I have been researching the various maps, and feel that the Boosters remap sounds good. As does the Quantum remap, I have been talking to John there who has developed his map around his own 3L Autotrial tag axle and says he is getting 25mpg when run at 60ish and no black smoke,

Could anybody tell me which is the better map, and what are your experiences of the above companies.

Are there any other maps that I should be considering

Thanks for your help.

Andrew


----------



## celticspirit (Apr 5, 2011)

We have a Fiat Euro 4engine, 3 litre automatic and we have had it remapped by Quantum. We average 30miles to a gallon, at 50 miles an hour. Most times on a run we get 32/33. Before we had it remapped we were getting 23. This is on an Autotrail Delaware.


----------



## NTG (Dec 16, 2011)

My engine is a 2008 2.3 120 multijet which I had remapped by Quantum at the Newark show. It's difficult to put my finger on the difference to be honest but I would say it gives more torque and power delivery seems smoother. I can't comment on the fuel economy because I haven't driven it long enough, but they advertise 8% to 15% better economy. Quantum offered three re-maps; Higher power, higher fuel economy or a mix of both. I went for the mix of both.
One thing to remember is that the normal price was £300 but the show price was 230 so I would check to see if they will be at Peterborough to save a few quid if you're going.

Nick.


----------



## javea (Jun 8, 2007)

Mine is a 2007 3.0 litre, after 19,00 miles the consumption improved and fully loaded @ 3850kgs I habitually get 26.5mpd travelling at 60mph.

Have considered a remap but decided against because of concerns about the effect of the increased power on the clutch.


----------



## Addie (Aug 5, 2008)

aescules said:


> I have a new 800 mile160 Euro 4 Ducato Auto, I am looking at having my Ducato re-mapped to give more torque at the speed 60 mph that I tend to travel at. My new high line Swift Kontiki 679, is only doing 18mpg this driving it at no more than 60 mph this seems very low.


Your van is barely run in, the last thing I would think about doing is remapping it this early on in its life.

We did 23,000 miles on our 2.3 120 taking it from 15,000 to 44,000 and we measured our fuel consumption based on mileage and litres filled (ignoring the trip computer all together). Our MPG steadily rose throughout the trip from an average of 27MPG when we left to an average of 33MPG when we arrived back, with 36MPG also achieved.

On a couple of several hundred miles we got marked better fuel consumption at 90kph (about 55) then 100kph (about 62mph).

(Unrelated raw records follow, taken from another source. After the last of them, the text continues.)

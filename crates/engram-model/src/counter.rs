// Copyright (c) 2024-2026 Martin Schröder <info@swedishembedded.com>
//
// SPDX-License-Identifier: MIT
use crate::types::Message;

/// Deterministic token estimator.
///
/// Uses a 4-bytes-per-token heuristic with a floor of one token per
/// non-empty string.  The same counter runs before persistence and after
/// reload, so a reattached session computes exactly the budget numbers it
/// had before the restart.
#[derive(Debug, Clone, Copy, Default)]
pub struct TokenCounter;

impl TokenCounter {
    /// Estimate tokens for a plain string.  Empty input counts zero.
    pub fn count_str(&self, s: &str) -> usize {
        if s.is_empty() {
            return 0;
        }
        (s.len() / 4).max(1)
    }

    /// Estimate tokens for one message: content plus tool-call payloads plus
    /// the structured tool result, floored at one token per message.
    pub fn count_message(&self, msg: &Message) -> usize {
        let mut chars = msg.content.len();
        for call in &msg.tool_calls {
            chars += call.name.len();
            chars += serde_json::to_string(&call.input).map_or(0, |s| s.len());
        }
        if let Some(result) = &msg.tool_result {
            chars += serde_json::to_string(result).map_or(0, |s| s.len());
        }
        (chars / 4).max(1)
    }

    /// Sum over a message slice.
    pub fn count_messages(&self, msgs: &[Message]) -> usize {
        msgs.iter().map(|m| self.count_message(m)).sum()
    }
}

// ─── Unit tests ──────────────────────────────────────────────────────────────

#[cfg(test)]
mod tests {
    use serde_json::json;

    use super::*;
    use crate::types::{Message, ToolCall};

    #[test]
    fn count_str_divides_by_four() {
        assert_eq!(TokenCounter.count_str("12345678"), 2);
    }

    #[test]
    fn count_str_minimum_one_for_non_empty() {
        assert_eq!(TokenCounter.count_str("ab"), 1);
    }

    #[test]
    fn count_str_empty_is_zero() {
        assert_eq!(TokenCounter.count_str(""), 0);
    }

    #[test]
    fn count_message_minimum_is_one() {
        assert_eq!(TokenCounter.count_message(&Message::user("")), 1);
    }

    #[test]
    fn count_message_includes_tool_result_json() {
        let bare = Message::tool_result("c1", "done", None);
        let with_payload = Message::tool_result(
            "c1",
            "done",
            Some(json!({"rows": [1, 2, 3, 4, 5, 6, 7, 8, 9, 10]})),
        );
        assert!(TokenCounter.count_message(&with_payload) > TokenCounter.count_message(&bare));
    }

    #[test]
    fn count_message_includes_tool_call_arguments() {
        let small = Message::assistant_tool_calls(
            "",
            vec![ToolCall::new("1", "t", json!({}))],
        );
        let big = Message::assistant_tool_calls(
            "",
            vec![ToolCall::new(
                "1",
                "t",
                json!({"query": "SELECT * FROM results WHERE amount > 100"}),
            )],
        );
        assert!(TokenCounter.count_message(&big) > TokenCounter.count_message(&small));
    }

    #[test]
    fn count_messages_sums_slice() {
        let msgs = vec![Message::user("12345678"), Message::assistant("abcd")];
        // 2 + 1
        assert_eq!(TokenCounter.count_messages(&msgs), 3);
    }

    #[test]
    fn counter_is_deterministic_across_calls() {
        let m = Message::tool_result("c", "payload here", Some(json!({"k": "v"})));
        assert_eq!(TokenCounter.count_message(&m), TokenCounter.count_message(&m));
    }
}
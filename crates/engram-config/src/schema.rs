// Copyright (c) 2024-2026 Martin Schröder <info@swedishembedded.com>
//
// SPDX-License-Identifier: Apache-2.0
use serde::{Deserialize, Serialize};

#[derive(Debug, Clone, Default, Serialize, Deserialize)]
pub struct Config {
    #[serde(default)]
    pub budget: BudgetConfig,
    #[serde(default)]
    pub memory: MemoryConfig,
    #[serde(default)]
    pub failure: FailureConfig,
    #[serde(default)]
    pub retry: RetryConfig,
    #[serde(default)]
    pub store: StoreConfig,
}

// ─── Token budget ─────────────────────────────────────────────────────────────

/// Per-turn token budget.
///
/// The usable input budget for any prompt is
/// `max_context_tokens - reserved_output_tokens`; the memory engine keeps the
/// assembled prompt under that bound at all times.
#[derive(Debug, Clone, Serialize, Deserialize)]
pub struct BudgetConfig {
    /// Total context window of the target model
    #[serde(default = "default_max_context_tokens")]
    pub max_context_tokens: usize,
    /// Tokens reserved for model output.  When absent, 10% of
    /// `max_context_tokens` is used.
    #[serde(default)]
    pub reserved_output_tokens: Option<usize>,
}

impl BudgetConfig {
    /// Reserved output tokens, applying the 10%-of-window default.
    pub fn reserved(&self) -> usize {
        self.reserved_output_tokens
            .unwrap_or(self.max_context_tokens / 10)
    }

    /// Usable input budget: window minus reservation.
    pub fn input_budget(&self) -> usize {
        self.max_context_tokens.saturating_sub(self.reserved())
    }
}

impl Default for BudgetConfig {
    fn default() -> Self {
        Self {
            max_context_tokens: default_max_context_tokens(),
            reserved_output_tokens: None,
        }
    }
}

fn default_max_context_tokens() -> usize {
    200_000
}

// ─── Memory / compression ─────────────────────────────────────────────────────

/// Named bundle of compression thresholds and batch sizes.
///
/// `conversational` keeps a larger hot tier and compresses in small batches;
/// suited to chat-style sessions where recent turns matter most.
/// `data_intensive` keeps a smaller hot tier and compresses in larger batches,
/// tuned for tool-heavy workloads that generate bulky results.
/// `balanced` is the default middle ground.
#[derive(Debug, Clone, Copy, PartialEq, Eq, Serialize, Deserialize, Default)]
#[serde(rename_all = "snake_case")]
pub enum WorkloadProfile {
    Conversational,
    DataIntensive,
    #[default]
    Balanced,
}

impl std::fmt::Display for WorkloadProfile {
    fn fmt(&self, f: &mut std::fmt::Formatter<'_>) -> std::fmt::Result {
        match self {
            WorkloadProfile::Conversational => write!(f, "conversational"),
            WorkloadProfile::DataIntensive => write!(f, "data_intensive"),
            WorkloadProfile::Balanced => write!(f, "balanced"),
        }
    }
}

/// Compression batch sizes by budget pressure level.
#[derive(Debug, Clone, Copy, PartialEq, Eq, Serialize, Deserialize)]
pub struct BatchSizes {
    pub normal: usize,
    pub warning: usize,
    pub critical: usize,
}

/// Segmented-memory tuning.  Unset fields fall back to the preset values of
/// `workload_profile`, so a config file only needs to name a profile unless
/// it wants to pin individual knobs.
#[derive(Debug, Clone, Default, Serialize, Deserialize)]
pub struct MemoryConfig {
    #[serde(default)]
    pub workload_profile: WorkloadProfile,
    /// Hard upper bound on L1 (hot) messages
    #[serde(default)]
    pub max_l1_messages: Option<usize>,
    /// Compaction is a no-op below this many L1 messages unless forced
    #[serde(default)]
    pub min_l1_messages: Option<usize>,
    /// Budget percentage above which a warning is logged
    #[serde(default)]
    pub warning_threshold_percent: Option<u8>,
    /// Budget percentage above which compression switches to the critical
    /// batch size.  The engine always force-compresses above 70% regardless
    /// of this value; this knob only controls when compression turns
    /// aggressive.
    #[serde(default)]
    pub critical_threshold_percent: Option<u8>,
    #[serde(default)]
    pub batch_sizes: Option<BatchSizes>,
    /// Upper bound on the L2 summary before its oldest portion is evicted
    /// to swap
    #[serde(default)]
    pub max_l2_tokens: Option<usize>,
}

// ─── Failure tracking ─────────────────────────────────────────────────────────

#[derive(Debug, Clone, Serialize, Deserialize)]
pub struct FailureConfig {
    /// Consecutive identical tool failures before the escalation marker is
    /// attached to the tool result
    #[serde(default = "default_max_consecutive_failures")]
    pub max_consecutive_failures: u32,
    /// Consecutive `max_tokens` stops before the output-token circuit breaker
    /// aborts the conversation
    #[serde(default = "default_output_token_circuit_threshold")]
    pub output_token_circuit_threshold: u32,
}

impl Default for FailureConfig {
    fn default() -> Self {
        Self {
            max_consecutive_failures: default_max_consecutive_failures(),
            output_token_circuit_threshold: default_output_token_circuit_threshold(),
        }
    }
}

fn default_max_consecutive_failures() -> u32 {
    2
}
fn default_output_token_circuit_threshold() -> u32 {
    3
}

// ─── LLM retry policy ─────────────────────────────────────────────────────────

/// Exponential-backoff retry policy for LLM calls.
///
/// Applies only to transient failures (network, 5xx).  Semantic outcomes such
/// as a `max_tokens` stop are never retried; they feed the circuit breaker.
#[derive(Debug, Clone, Serialize, Deserialize)]
pub struct RetryConfig {
    #[serde(default = "default_max_retries")]
    pub max_retries: u32,
    #[serde(default = "default_initial_backoff_ms")]
    pub initial_backoff_ms: u64,
    #[serde(default = "default_backoff_multiplier")]
    pub multiplier: f64,
    #[serde(default = "default_max_backoff_ms")]
    pub max_backoff_ms: u64,
    /// Per-call wall-clock timeout in seconds (0 = no limit)
    #[serde(default)]
    pub request_timeout_secs: u64,
}

impl Default for RetryConfig {
    fn default() -> Self {
        Self {
            max_retries: default_max_retries(),
            initial_backoff_ms: default_initial_backoff_ms(),
            multiplier: default_backoff_multiplier(),
            max_backoff_ms: default_max_backoff_ms(),
            request_timeout_secs: 0,
        }
    }
}

fn default_max_retries() -> u32 {
    3
}
fn default_initial_backoff_ms() -> u64 {
    100
}
fn default_backoff_multiplier() -> f64 {
    2.0
}
fn default_max_backoff_ms() -> u64 {
    5000
}

// ─── Durable store ────────────────────────────────────────────────────────────

#[derive(Debug, Clone, Serialize, Deserialize)]
pub struct StoreConfig {
    /// Directory holding the session database and the `swap/` spill area.
    /// When absent, `~/.local/share/engram` (platform equivalent) is used.
    #[serde(default)]
    pub state_dir: Option<std::path::PathBuf>,
    /// Time-to-live for stored large results, in seconds
    #[serde(default = "default_large_result_ttl_secs")]
    pub large_result_ttl_secs: u64,
    /// Payloads above this size are spilled from heap to the swap directory
    #[serde(default = "default_spill_threshold_bytes")]
    pub spill_threshold_bytes: usize,
    /// Tool outputs above this size are routed to the large-result store and
    /// replaced by a `DataRef` in the message log
    #[serde(default = "default_inline_result_threshold_bytes")]
    pub inline_result_threshold_bytes: usize,
}

impl StoreConfig {
    /// Resolved state directory, applying the platform default.
    pub fn resolved_state_dir(&self) -> std::path::PathBuf {
        if let Some(dir) = &self.state_dir {
            return dir.clone();
        }
        dirs::data_dir()
            .unwrap_or_else(|| std::path::PathBuf::from("/tmp"))
            .join("engram")
    }
}

impl Default for StoreConfig {
    fn default() -> Self {
        Self {
            state_dir: None,
            large_result_ttl_secs: default_large_result_ttl_secs(),
            spill_threshold_bytes: default_spill_threshold_bytes(),
            inline_result_threshold_bytes: default_inline_result_threshold_bytes(),
        }
    }
}

fn default_large_result_ttl_secs() -> u64 {
    3600
}
fn default_spill_threshold_bytes() -> usize {
    4 * 1024 * 1024
}
fn default_inline_result_threshold_bytes() -> usize {
    16 * 1024
}

// ─── Unit tests ──────────────────────────────────────────────────────────────
// Copyright (c) 2024-2026 Martin Schröder <info@swedishembedded.com>
//
// SPDX-License-Identifier: MIT
use std::sync::Arc;

use async_trait::async_trait;
use engram_store::{LargeResultStore, QueryRequest};
use serde_json::{json, Value};
use tracing::debug;

use crate::builtin::json_data;
use crate::tool::{Tool, ToolContext, ToolResult};

/// Progressive disclosure step 2: fetch or filter a stored large result.
/// `offset`/`limit` paginates; `sql` filters server-side against the
/// virtual table `results` (JSON and CSV convert on demand).
pub struct QueryToolResultTool {
    pub results: Arc<LargeResultStore>,
}

#[async_trait]
impl Tool for QueryToolResultTool {
    fn name(&self) -> &str {
        "query_tool_result"
    }

    fn description(&self) -> &str {
        "Fetch or filter a stored large result. Use offset/limit to page through items, \
         or pass a SQL query referencing the table 'results' to filter server-side \
         (json_array and csv data is converted to a table on the fly)."
    }

    fn parameters_schema(&self) -> Value {
        json!({
            "type": "object",
            "properties": {
                "reference_id": {
                    "type": "string",
                    "description": "The reference id, bare or as a DataRef[...] string"
                },
                "sql": {
                    "type": "string",
                    "description": "SQL query over the virtual table 'results'"
                },
                "offset": {
                    "type": "integer",
                    "minimum": 0,
                    "description": "Items to skip (pagination)"
                },
                "limit": {
                    "type": "integer",
                    "minimum": 1,
                    "description": "Maximum items to return (default 100)"
                }
            },
            "required": ["reference_id"]
        })
    }

    async fn execute(&self, _ctx: &ToolContext, input: Value) -> ToolResult {
        let Some(reference) = input.get("reference_id").and_then(Value::as_str) else {
            return ToolResult::invalid_input("missing 'reference_id'");
        };
        let request = QueryRequest {
            sql: input
                .get("sql")
                .and_then(Value::as_str)
                .map(String::from),
            offset: input.get("offset").and_then(Value::as_u64).map(|v| v as usize),
            limit: input.get("limit").and_then(Value::as_u64).map(|v| v as usize),
        };
        debug!(reference = %reference, has_sql = request.sql.is_some(), "query_tool_result");
        match self.results.query(reference, request).await {
            Ok(response) => json_data(&response),
            Err(e) => ToolResult::err(e),
        }
    }
}

// ─── Unit tests ──────────────────────────────────────────────────────────────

This was similar tour last 2.3 130 Coach built which had 2,000 miles on the clock.

Similarly my parents have a 2011 Tracker EKS they have put 10,000 miles on in the last year and have noticed their MPG steadily rising from 20mpg to 26mpg where it is now.



NTG said:


> One thing to remember is that the normal price was £300 but the show price was 230 so I would check to see if they will be at Peterborough to save a few quid if you're going.
> .


It's possible to get a remap for £150 from Kudos in Huddersfield or they will come out to you in York most likely and custom code you a map based on your requirements. www.kudosremapping.com


----------